#### THE PROBLEM
From the listing below, return each line that includes "SequentialIdGenerator".

#### EXTRACTED INFORMATION
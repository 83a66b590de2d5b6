//! Test utilities for driving whole XMPP connections.
//!
//! Connections run over an in-memory [`tokio::io::duplex`] pipe, so the
//! tests exercise the real parser, dispatcher and connection driver without
//! opening sockets.

#![allow(dead_code)]

use std::collections::HashMap;
use std::path::PathBuf;
use std::sync::{Arc, Mutex, Once};
use std::time::Duration;

use base64::prelude::*;
use plover_xmpp::ids::SequentialIdGenerator;
use plover_xmpp::im::MessageRelayHandler;
use plover_xmpp::xep::{PingHandler, PrivateStorageHandler};
use plover_xmpp::{
    Connection, MemoryStorage, Phase, PlainAuthenticator, SessionPolicy, SessionSummary,
    TerminationCause, TerminationListener, TlsPolicy, XmppError, XmppServer, XmppServerConfig,
};
use tokio::io::{AsyncRead, AsyncReadExt, AsyncWrite, AsyncWriteExt, DuplexStream};
use tokio::task::JoinHandle;
use tokio::time::timeout;

/// Domain served by test servers.
pub const DOMAIN: &str = "example.com";

/// Default timeout for test operations.
pub const DEFAULT_TIMEOUT: Duration = Duration::from_secs(5);

pub const STREAM_HEADER: &str = "<?xml version='1.0'?>\
    <stream:stream xmlns='jabber:client' xmlns:stream='http://etherx.jabber.org/streams' \
    to='example.com' version='1.0'>";

/// Install a test-writer subscriber once per test binary.
pub fn init_tracing() {
    static INIT: Once = Once::new();
    INIT.call_once(|| {
        let filter = tracing_subscriber::EnvFilter::try_from_default_env()
            .unwrap_or_else(|_| tracing_subscriber::EnvFilter::new("warn"));
        let _ = tracing_subscriber::fmt()
            .with_env_filter(filter)
            .with_test_writer()
            .try_init();
    });
}

/// Records every session termination.
#[derive(Default)]
pub struct RecordingListener {
    pub terminated: Mutex<Vec<(SessionSummary, TerminationCause)>>,
}

impl RecordingListener {
    pub fn causes(&self) -> Vec<TerminationCause> {
        self.terminated
            .lock()
            .unwrap()
            .iter()
            .map(|(_, cause)| *cause)
            .collect()
    }
}

impl TerminationListener for RecordingListener {
    fn session_terminated(&self, summary: &SessionSummary, cause: TerminationCause) {
        self.terminated.lock().unwrap().push((summary.clone(), cause));
    }
}

/// A configured server plus the collaborators tests inspect.
pub struct TestServer {
    pub server: XmppServer,
    pub storage: Arc<MemoryStorage>,
    pub listener: Arc<RecordingListener>,
}

/// Server options used by [`TestServer::with`].
pub struct TestOptions {
    pub tls: TlsPolicy,
    pub cert: Option<(PathBuf, PathBuf)>,
    pub max_deferred_per_session: usize,
    /// Relay messages between bound sessions
    pub relay: bool,
}

impl Default for TestOptions {
    fn default() -> Self {
        Self {
            tls: TlsPolicy::Disabled,
            cert: None,
            max_deferred_per_session: 16,
            relay: false,
        }
    }
}

impl TestServer {
    /// Plaintext server with accounts `alice` and `bob` (password `secret`),
    /// ping and private storage.
    pub fn start() -> Self {
        Self::with(TestOptions::default())
    }

    pub fn with(options: TestOptions) -> Self {
        init_tracing();

        let (tls_cert_path, tls_key_path) = match options.cert {
            Some((cert, key)) => (Some(cert), Some(key)),
            None => (None, None),
        };
        let config = XmppServerConfig {
            c2s_addr: "127.0.0.1:0".parse().unwrap(),
            domain: DOMAIN.to_string(),
            tls_cert_path,
            tls_key_path,
            session_policy: SessionPolicy {
                tls: options.tls,
                ..Default::default()
            },
            max_deferred_per_session: options.max_deferred_per_session,
            ..Default::default()
        };

        let mut accounts = HashMap::new();
        accounts.insert("alice".to_string(), "secret".to_string());
        accounts.insert("bob".to_string(), "secret".to_string());

        let storage = Arc::new(MemoryStorage::new());
        let listener = Arc::new(RecordingListener::default());
        let mut builder = XmppServer::builder(config)
            .authenticator(Arc::new(PlainAuthenticator::new(DOMAIN, accounts)))
            .id_generator(Arc::new(SequentialIdGenerator::new("test")))
            .termination_listener(listener.clone())
            .module(Phase::Established, PingHandler::dictionary().unwrap())
            .unwrap()
            .module(
                Phase::Established,
                PrivateStorageHandler::dictionary(storage.clone()).unwrap(),
            )
            .unwrap();
        if options.relay {
            let resources = builder.resources();
            builder = builder
                .module(
                    Phase::Established,
                    MessageRelayHandler::dictionary(resources).unwrap(),
                )
                .unwrap();
        }
        let server = builder.build().expect("Failed to build test server");

        Self {
            server,
            storage,
            listener,
        }
    }

    /// Open a connection and run it on its own task.
    pub fn connect(&self) -> (TestClient<DuplexStream>, JoinHandle<Result<(), XmppError>>) {
        let (client, server_side) = tokio::io::duplex(64 * 1024);
        let connection = Connection::new(server_side, self.server.connection_context());
        let handle = tokio::spawn(connection.run());
        (TestClient::new(client), handle)
    }

    /// Connect, authenticate as `user` and bind `resource`.
    pub async fn login(
        &self,
        user: &str,
        resource: &str,
    ) -> (TestClient<DuplexStream>, JoinHandle<Result<(), XmppError>>) {
        let (mut client, handle) = self.connect();
        client.open_stream().await;
        client.authenticate(user, "secret").await;
        let jid = client.bind(Some(resource)).await;
        assert_eq!(jid, format!("{}@{}/{}", user, DOMAIN, resource));
        (client, handle)
    }
}

/// Raw XML client over any byte stream.
pub struct TestClient<S> {
    stream: S,
    buffer: String,
}

impl<S: AsyncRead + AsyncWrite + Unpin> TestClient<S> {
    pub fn new(stream: S) -> Self {
        Self {
            stream,
            buffer: String::new(),
        }
    }

    pub async fn send(&mut self, xml: &str) {
        self.stream
            .write_all(xml.as_bytes())
            .await
            .expect("Failed to write");
        self.stream.flush().await.expect("Failed to flush");
    }

    /// Send `xml` in chunks of `size` bytes, ignoring character boundaries.
    pub async fn send_chunked(&mut self, xml: &str, size: usize) {
        for chunk in xml.as_bytes().chunks(size) {
            self.stream.write_all(chunk).await.expect("Failed to write");
            self.stream.flush().await.expect("Failed to flush");
        }
    }

    /// Read until `pattern` arrives; returns everything up to and including it.
    pub async fn read_until(&mut self, pattern: &str) -> String {
        let mut buf = [0u8; 4096];
        loop {
            if let Some(pos) = self.buffer.find(pattern) {
                let end = pos + pattern.len();
                let out = self.buffer[..end].to_string();
                self.buffer.drain(..end);
                return out;
            }
            let n = timeout(DEFAULT_TIMEOUT, self.stream.read(&mut buf))
                .await
                .unwrap_or_else(|_| panic!("Timed out waiting for {:?}, got {:?}", pattern, self.buffer))
                .expect("Failed to read");
            if n == 0 {
                panic!("Stream closed waiting for {:?}, got {:?}", pattern, self.buffer);
            }
            self.buffer.push_str(&String::from_utf8_lossy(&buf[..n]));
        }
    }

    /// Read until the server closes the transport; returns everything unread.
    pub async fn read_to_end(&mut self) -> String {
        let mut rest = Vec::new();
        timeout(DEFAULT_TIMEOUT, self.stream.read_to_end(&mut rest))
            .await
            .expect("Timed out waiting for close")
            .expect("Failed to read");
        let mut out = std::mem::take(&mut self.buffer);
        out.push_str(&String::from_utf8_lossy(&rest));
        out
    }

    /// Open (or restart) the stream; returns the features.
    pub async fn open_stream(&mut self) -> String {
        self.send(STREAM_HEADER).await;
        self.read_until("<stream:stream").await;
        self.read_until("</stream:features>").await
    }

    /// SASL PLAIN, then the stream restart.
    pub async fn authenticate(&mut self, user: &str, password: &str) {
        self.send(&plain_auth(user, password)).await;
        self.read_until("<success").await;
        self.open_stream().await;
    }

    /// Bind a resource; returns the full JID the server assigned.
    pub async fn bind(&mut self, resource: Option<&str>) -> String {
        let request = match resource {
            Some(resource) => format!(
                "<iq type='set' id='bind_1'><bind xmlns='urn:ietf:params:xml:ns:xmpp-bind'>\
                 <resource>{}</resource></bind></iq>",
                resource
            ),
            None => "<iq type='set' id='bind_1'><bind xmlns='urn:ietf:params:xml:ns:xmpp-bind'/></iq>"
                .to_string(),
        };
        self.send(&request).await;
        let reply = self.read_until("</iq>").await;
        let start = reply.find("<jid>").expect("No jid in bind result") + "<jid>".len();
        let end = reply.find("</jid>").expect("No jid in bind result");
        reply[start..end].to_string()
    }

    /// Whatever was read but not yet consumed.
    pub fn pending(&self) -> &str {
        &self.buffer
    }

    pub fn into_inner(self) -> S {
        assert!(self.buffer.is_empty(), "Unconsumed input: {:?}", self.buffer);
        self.stream
    }
}

/// `<auth mechanism='PLAIN'>` for `user`.
pub fn plain_auth(user: &str, password: &str) -> String {
    let payload = BASE64_STANDARD.encode(format!("\0{}\0{}", user, password));
    format!(
        "<auth xmlns='urn:ietf:params:xml:ns:xmpp-sasl' mechanism='PLAIN'>{}</auth>",
        payload
    )
}

/// Wait for a connection task and return its result.
pub async fn finished(handle: JoinHandle<Result<(), XmppError>>) -> Result<(), XmppError> {
    timeout(DEFAULT_TIMEOUT, handle)
        .await
        .expect("Connection did not finish")
        .expect("Connection task panicked")
}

#### WRITTEN RESPONSE
use plover_xmpp::ids::SequentialIdGenerator;
            .id_generator(Arc::new(SequentialIdGenerator::new("test")))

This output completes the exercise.